Evitando los bordes afilados del panel, la llevé al cuarto y la acosté. Tenía las puntas de los dedos desollados y las uñas rotas. Cuando dio vuelta la mano, vi asomar en carne viva los huesos de la palma. Le miré la cara; los ojos, inexpresivos, no me veían.

— Harey.

Un gruñido inarticulado.

Fui hacia el botiquín. La cama crujió; di media vuelta: Harey se había sentado y se miraba con asombro las manos ensangrentadas.

— Kris — gimió—, yo… yo… ¿qué me pasó?

— Te lastimaste al derribar la puerta — respondí secamente.

La boca me temblaba convulsivamente, me mordí el labio inferior.

Harey contempló un instante los pedazos del panel plástico que colgaban del marco de acero y se volvió de nuevo hacia mí. Trataba—de disimular el terror que la dominaba, pero pude ver que le temblaba la barbilla.

Corté unos cuadrados de gasa, tomé un pote de polvo antiséptico y me acerqué a Harey. El pote de vidrio se me escapó de las manos y se hizo añicos; pero yo ya no lo necesitaba.

Levanté la mano de Harey. Las uñas, envueltas todavía en una red de sangre coagulada, le habían vuelto a crecer. Había una cicatriz rosada en el hueco de la palma, y esa cicatriz se empequeñecía, se borraba a ojos vista.

Me senté, le acaricié la cara, y traté de sonreír, sin mucho éxito.
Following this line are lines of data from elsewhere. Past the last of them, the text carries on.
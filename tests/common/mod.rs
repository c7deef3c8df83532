//! Shared setup for integration tests.

#![allow(dead_code)]

use std::sync::Arc;
use tablequeue_core::database::DatabaseProvider;
use tablequeue_core::messaging::{
    ConsumerConfig, HandlerChain, MessageConsumer, MessageHandler, MessageProducer,
};
use tablequeue_core::schema::{QueueDirection, QueueTableSchema};
use tablequeue_core::test_helpers::MemoryDatabase;

pub const PROVIDERS: [DatabaseProvider; 2] = [DatabaseProvider::Postgres, DatabaseProvider::SqlServer];

/// A database whose ordering objects already exist
pub fn provisioned(provider: DatabaseProvider, schema: QueueTableSchema) -> MemoryDatabase {
    let db = MemoryDatabase::new(provider, schema);
    db.provision();
    db
}

pub fn consumer(db: &MemoryDatabase, direction: QueueDirection, batch_size: u32) -> MessageConsumer {
    MessageConsumer::with_config(
        Box::new(db.connect()),
        db.schema(),
        direction,
        ConsumerConfig {
            batch_size,
            ..Default::default()
        },
    )
    .expect("consumer should accept fixture schema")
}

pub fn producer(db: &MemoryDatabase, direction: QueueDirection) -> MessageProducer {
    MessageProducer::new(Box::new(db.connect()), db.schema(), direction)
        .expect("producer should accept fixture schema")
}

pub fn chain_of(handler: Arc<dyn MessageHandler>) -> HandlerChain {
    HandlerChain::builder().with_shared(handler).build()
}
—¿Por qué lo hiciste, Harey?

Señaló la puerta con los ojos.

—¿Fui… yo?

— Sí… ¿No te acuerdas?

— No… es decir, vi que ya no estabas más, tuve miedo y…

—¿Y qué?

— Te busqué, pensé que estarías en el cuarto de baño…

Sólo entonces, vi que el armario corredizo que disimulaba la entrada del cuarto de baño había sido movido a un lado.

—¿Y después?

— Corrí hacia la puerta.

—¿Y entonces?

— Lo he olvidado… ocurrió algo quizá…

—¿Qué?

— No sé.

—¿Qué recuerdas, entonces?

— Yo estaba sentada aquí, en la cama.

Harey sacó las piernas fuera de la cama, se levantó, y fue hacia la puerta rota.

—¡Kris!

Fui detrás de ella, la tomé por los hombros; temblaba. De pronto se volvió y murmuró:

— Kris, Kris…

—¡Calmate!

— Kris, si soy yo… Kris ¿soy epiléptica?

— Qué ocurrencia, mi querida. Las puertas aquí, sabes, son raras…
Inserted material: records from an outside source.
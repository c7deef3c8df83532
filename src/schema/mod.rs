//! # Queue Table Schema
//!
//! Describes a queue table as supplied by the schema catalog: the physical table
//! name plus an ordered mapping from logical column names to physical column names.
//!
//! ## Overview
//!
//! - [`LogicalColumn`]: the closed set of logical message columns, parsed from their
//!   canonical names or from the legacy platform aliases
//! - [`QueueTableSchema`]: immutable table description with derived object names
//!   for the ordering sequence, insert trigger and trigger function
//! - [`SchemaVersion`]: the declarative table of known message shapes
//! - [`SchemaCatalog`]: read-only lookup of queue tables by name

pub mod catalog;
pub mod version;

pub use catalog::{SchemaCatalog, StaticSchemaCatalog};
pub use version::{QueueDirection, SchemaVersion, SCHEMA_VERSIONS};

use crate::constants::object_names;
use serde::{Deserialize, Serialize};
use std::collections::BTreeSet;
use std::fmt;

/// How a column's value travels between the database and a [`crate::Message`]
#[derive(Debug, Clone, Copy, PartialEq, Eq)]
pub enum ValueKind {
    /// Database assigned ordinal, numeric(19,0)
    Ordinal,
    /// binary(16) unique id
    Identifier,
    Text,
    Timestamp,
    /// Small integer counter, numeric(2,0)
    Counter,
}

/// Logical message columns known to the schema version table
#[derive(Debug, Clone, Copy, PartialEq, Eq, Hash, PartialOrd, Ord, Serialize, Deserialize)]
pub enum LogicalColumn {
    MessageNumber,
    Uuid,
    Headers,
    Sender,
    Recipients,
    MessageType,
    MessageBody,
    DateTimeStamp,
    OperationType,
    ErrorDescription,
    ErrorCount,
    /// Id of the business object a message describes; rows sharing it compact on dequeue
    Reference,
}

impl LogicalColumn {
    pub const ALL: [LogicalColumn; 12] = [
        LogicalColumn::MessageNumber,
        LogicalColumn::Uuid,
        LogicalColumn::Headers,
        LogicalColumn::Sender,
        LogicalColumn::Recipients,
        LogicalColumn::MessageType,
        LogicalColumn::MessageBody,
        LogicalColumn::DateTimeStamp,
        LogicalColumn::OperationType,
        LogicalColumn::ErrorDescription,
        LogicalColumn::ErrorCount,
        LogicalColumn::Reference,
    ];

    /// Canonical logical name, also used as the result column alias
    pub fn name(self) -> &'static str {
        match self {
            LogicalColumn::MessageNumber => "MessageNumber",
            LogicalColumn::Uuid => "Uuid",
            LogicalColumn::Headers => "Headers",
            LogicalColumn::Sender => "Sender",
            LogicalColumn::Recipients => "Recipients",
            LogicalColumn::MessageType => "MessageType",
            LogicalColumn::MessageBody => "MessageBody",
            LogicalColumn::DateTimeStamp => "DateTimeStamp",
            LogicalColumn::OperationType => "OperationType",
            LogicalColumn::ErrorDescription => "ErrorDescription",
            LogicalColumn::ErrorCount => "ErrorCount",
            LogicalColumn::Reference => "Reference",
        }
    }

    /// Names used by the legacy platform's metadata for the same column
    pub fn legacy_aliases(self) -> &'static [&'static str] {
        match self {
            LogicalColumn::MessageNumber => &["МоментВремени", "НомерСообщения"],
            LogicalColumn::Uuid => &["Идентификатор"],
            LogicalColumn::Headers => &["Заголовки"],
            LogicalColumn::Sender => &["Отправитель", "УдалитьОтправитель"],
            LogicalColumn::Recipients => &["Получатели", "УдалитьПолучатели"],
            LogicalColumn::MessageType => &["ТипСообщения"],
            LogicalColumn::MessageBody => &["ТелоСообщения"],
            LogicalColumn::DateTimeStamp => &["ДатаВремя"],
            LogicalColumn::OperationType => &["ТипОперации"],
            LogicalColumn::ErrorDescription => &["ОписаниеОшибки"],
            LogicalColumn::ErrorCount => &["КоличествоОшибок"],
            LogicalColumn::Reference => &["Ссылка", "ИдентификаторОбъекта"],
        }
    }

    /// Resolve a catalog logical name (canonical or legacy alias, case-insensitive)
    pub fn parse(name: &str) -> Option<Self> {
        let needle = name.trim().to_lowercase();
        Self::ALL.into_iter().find(|column| {
            column.name().to_lowercase() == needle
                || column
                    .legacy_aliases()
                    .iter()
                    .any(|alias| alias.to_lowercase() == needle)
        })
    }

    pub fn kind(self) -> ValueKind {
        match self {
            LogicalColumn::MessageNumber => ValueKind::Ordinal,
            LogicalColumn::Uuid | LogicalColumn::Reference => ValueKind::Identifier,
            LogicalColumn::DateTimeStamp => ValueKind::Timestamp,
            LogicalColumn::ErrorCount => ValueKind::Counter,
            _ => ValueKind::Text,
        }
    }

    /// `{Name}` token substituted by the script builders
    pub fn placeholder(self) -> String {
        format!("{{{}}}", self.name())
    }
}

impl fmt::Display for LogicalColumn {
    fn fmt(&self, f: &mut fmt::Formatter<'_>) -> fmt::Result {
        f.write_str(self.name())
    }
}

/// One logical to physical column pair
#[derive(Debug, Clone, PartialEq, Eq, Serialize, Deserialize)]
pub struct ColumnMapping {
    pub logical: String,
    pub physical: String,
}

impl ColumnMapping {
    pub fn new(logical: impl Into<String>, physical: impl Into<String>) -> Self {
        Self {
            logical: logical.into(),
            physical: physical.into(),
        }
    }

    pub fn logical_column(&self) -> Option<LogicalColumn> {
        LogicalColumn::parse(&self.logical)
    }
}

/// Table name plus ordered column mapping for one queue table
#[derive(Debug, Clone, PartialEq, Eq, Serialize, Deserialize)]
pub struct QueueTableSchema {
    table_name: String,
    columns: Vec<ColumnMapping>,
}

impl QueueTableSchema {
    pub fn new(table_name: impl Into<String>, columns: Vec<ColumnMapping>) -> Self {
        Self {
            table_name: table_name.into(),
            columns,
        }
    }

    /// Append a column mapping while building a schema
    pub fn with_column(mut self, logical: impl Into<String>, physical: impl Into<String>) -> Self {
        self.columns.push(ColumnMapping::new(logical, physical));
        self
    }

    pub fn table_name(&self) -> &str {
        &self.table_name
    }

    pub fn columns(&self) -> &[ColumnMapping] {
        &self.columns
    }

    /// Physical name of a logical column, first mapping wins
    pub fn physical_name(&self, column: LogicalColumn) -> Option<&str> {
        self.columns
            .iter()
            .find(|mapping| mapping.logical_column() == Some(column))
            .map(|mapping| mapping.physical.as_str())
    }

    /// Set of recognized logical columns
    pub fn logical_columns(&self) -> BTreeSet<LogicalColumn> {
        self.columns
            .iter()
            .filter_map(ColumnMapping::logical_column)
            .collect()
    }

    /// Logical names that do not resolve to a [`LogicalColumn`]
    pub fn unknown_columns(&self) -> Vec<&str> {
        self.columns
            .iter()
            .filter(|mapping| mapping.logical_column().is_none())
            .map(|mapping| mapping.logical.as_str())
            .collect()
    }

    pub fn sequence_name(&self) -> String {
        self.object_name(object_names::SEQUENCE_SUFFIX)
    }

    pub fn trigger_name(&self) -> String {
        self.object_name(object_names::TRIGGER_SUFFIX)
    }

    pub fn function_name(&self) -> String {
        self.object_name(object_names::FUNCTION_SUFFIX)
    }

    fn object_name(&self, suffix: &str) -> String {
        format!("{}{}", self.table_name, suffix).to_lowercase()
    }
}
Dejamos el cuarto en el momento en que el postigo de la ventana se levantaba una vez más chirriando; el sol azul se hundía en el océano.

Guié a Harey hasta la pequeña cocina, del otro lado de la rotonda. Juntos saqueamos las alacenas y los refrigeradores. Pronto comprobé que Harey no estaba mejor dotada que yo para cocinar o para abrir latas de conserva. Devoré el contenido de dos latas y bebí innumerables tazas de café. Harey también comía, pero como esos niños que no tienen hambre y no quieren enojar a los padres; o mejor dicho no, no se obligaba a comer; absorbía la comida de manera automática, con indiferencia.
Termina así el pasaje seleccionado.